## [Exercise aim]
What lines in the records below contain the string "XpPolicy"? Copy every one.

Dataset entries:
#[cfg(test)]
mod tests {
    #![allow(clippy::too_many_lines)]

    use super::*;
    use hyve_xp_core::XpStore;
    use std::fs;

    fn must<T>(result: Result<T>) -> T {
        match result {
            Ok(value) => value,
            Err(err) => panic!("test failure: {err}"),
        }
    }

    fn execute_cli(args: &[&str]) -> Result<()> {
        let cli = Cli::try_parse_from(args)?;
        run_cli(cli)
    }

    fn user(raw: &str) -> UserId {
        must(parse_user_id(raw))
    }

    #[test]
    fn level_payload_carries_contract_version() {
        let curve = LevelCurve::default();
        let payload = build_level_info_json_payload(curve, curve.level_for(224));
        let value = must(serde_json::to_value(&payload).map_err(Into::into));

        assert_eq!(value["contract_version"], serde_json::json!("level_info.v1"));
        assert_eq!(value["level"]["level"], serde_json::json!(1));
        assert_eq!(value["level"]["xp_into_level"], serde_json::json!(124));
        assert_eq!(value["curve"]["increment"], serde_json::json!(25));
    }

    #[test]
    fn identifiers_are_validated() {
        assert!(parse_user_id("  ").is_err());
        assert!(parse_event_id("").is_err());
        assert!(parse_request_id("not-a-ulid").is_err());
    }

    #[test]
    fn load_policy_defaults_to_v1() {
        assert_eq!(must(load_policy(None)), XpPolicy::v1());
    }

    #[test]
    fn load_policy_reads_and_validates_file() {
        let path = std::env::temp_dir().join(format!("hyve-xp-policy-{}.json", Ulid::new()));
        let mut policy = XpPolicy::v1();
        policy.policy_version = 2;
        policy.event_check_in_award = 30;
        must(fs::write(&path, must(serde_json::to_string(&policy).map_err(Into::into))).map_err(Into::into));
        assert_eq!(must(load_policy(Some(&path))), policy);

        policy.connection_award = 0;
        must(fs::write(&path, must(serde_json::to_string(&policy).map_err(Into::into))).map_err(Into::into));
        assert!(load_policy(Some(&path)).is_err());

        let _ = fs::remove_file(&path);
    }

    #[test]
    fn level_show_runs_without_database() {
        let db_path = std::env::temp_dir().join(format!("hyve-xp-unused-{}.sqlite3", Ulid::new()));
        let db = db_path.to_string_lossy().to_string();
        must(execute_cli(&["hyve-xp", "--db", &db, "level", "show", "--xp", "-5"]));
        must(execute_cli(&[
            "hyve-xp", "--db", &db, "level", "show", "--xp", "224.7", "--json",
        ]));
        assert!(!db_path.exists());
    }

    #[test]
    fn cli_end_to_end_host_check_in_and_connect() {
        let db_path = std::env::temp_dir().join(format!("hyve-xp-e2e-{}.sqlite3", Ulid::new()));
        let db = db_path.to_string_lossy().to_string();

        for name in ["alice", "bob"] {
            must(execute_cli(&["hyve-xp", "--db", &db, "profile", "create", "--user", name]));
        }

        must(execute_cli(&[
            "hyve-xp", "--db", &db, "award", "host", "--as", "alice", "--event", "ev-1",
            "--title", "Rooftop mixer",
        ]));
        assert!(execute_cli(&[
            "hyve-xp", "--db", &db, "award", "check-in", "--as", "bob", "--event", "ev-1",
            "--token", "guess",
        ])
        .is_err());

        let mut store = must(SqliteXpStore::open(&db_path));
        must(store.migrate());
        let token = must(store.enable_attendance(
            &Session::begin(user("alice")),
            &must(parse_event_id("ev-1")),
        ))
        .attend_token;
        for _ in 0..2 {
            must(execute_cli(&[
                "hyve-xp", "--db", &db, "award", "check-in", "--as", "bob", "--event", "ev-1",
                "--token", &token,
            ]));
        }
        must(execute_cli(&[
            "hyve-xp", "--db", &db, "connect", "request", "--as", "bob", "--to", "alice",
        ]));

        let pending = must(store.pending_requests_for(&user("alice")));
        assert_eq!(pending.len(), 1);
        let request_id = pending[0].request_id.to_string();

        assert!(execute_cli(&[
            "hyve-xp", "--db", &db, "connect", "accept", "--as", "bob", "--request", &request_id,
        ])
        .is_err());
        must(execute_cli(&[
            "hyve-xp", "--db", &db, "connect", "accept", "--as", "alice", "--request", &request_id,
        ]));
        must(execute_cli(&["hyve-xp", "--db", &db, "profile", "show", "--user", "bob"]));

        // alice: 50 signup + 50 hosting + 10 connection; bob: 50 + 25 + 10.
        assert_eq!(store.read_xp(&user("alice")).ok(), Some(110));
        assert_eq!(store.read_xp(&user("bob")).ok(), Some(85));
        let info = XpPolicy::v1().curve().level_for(110);
        assert_eq!(info.level, 1);

        must(run_command(
            Command::Award {
                command: AwardCommand::Xp(AwardXpArgs {
                    user: "bob".to_string(),
                    amount: 15,
                }),
            },
            &mut store,
            &XpPolicy::v1(),
        ));
        assert_eq!(store.read_xp(&user("bob")).ok(), Some(100));

        drop(store);
        let _ = fs::remove_file(&db_path);
    }

    #[test]
    fn missing_profile_is_reported() {
        let db_path = std::env::temp_dir().join(format!("hyve-xp-missing-{}.sqlite3", Ulid::new()));
        let db = db_path.to_string_lossy().to_string();

        let result = execute_cli(&["hyve-xp", "--db", &db, "profile", "show", "--user", "ghost"]);
        match result {
            Ok(()) => panic!("expected missing profile to fail"),
            Err(err) => assert!(err.to_string().contains("profile not found")),
        }
        let _ = fs::remove_file(&db_path);
    }
}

## [Answer section]
        assert_eq!(must(load_policy(None)), XpPolicy::v1());
        let mut policy = XpPolicy::v1();
        let info = XpPolicy::v1().curve().level_for(110);
            &XpPolicy::v1(),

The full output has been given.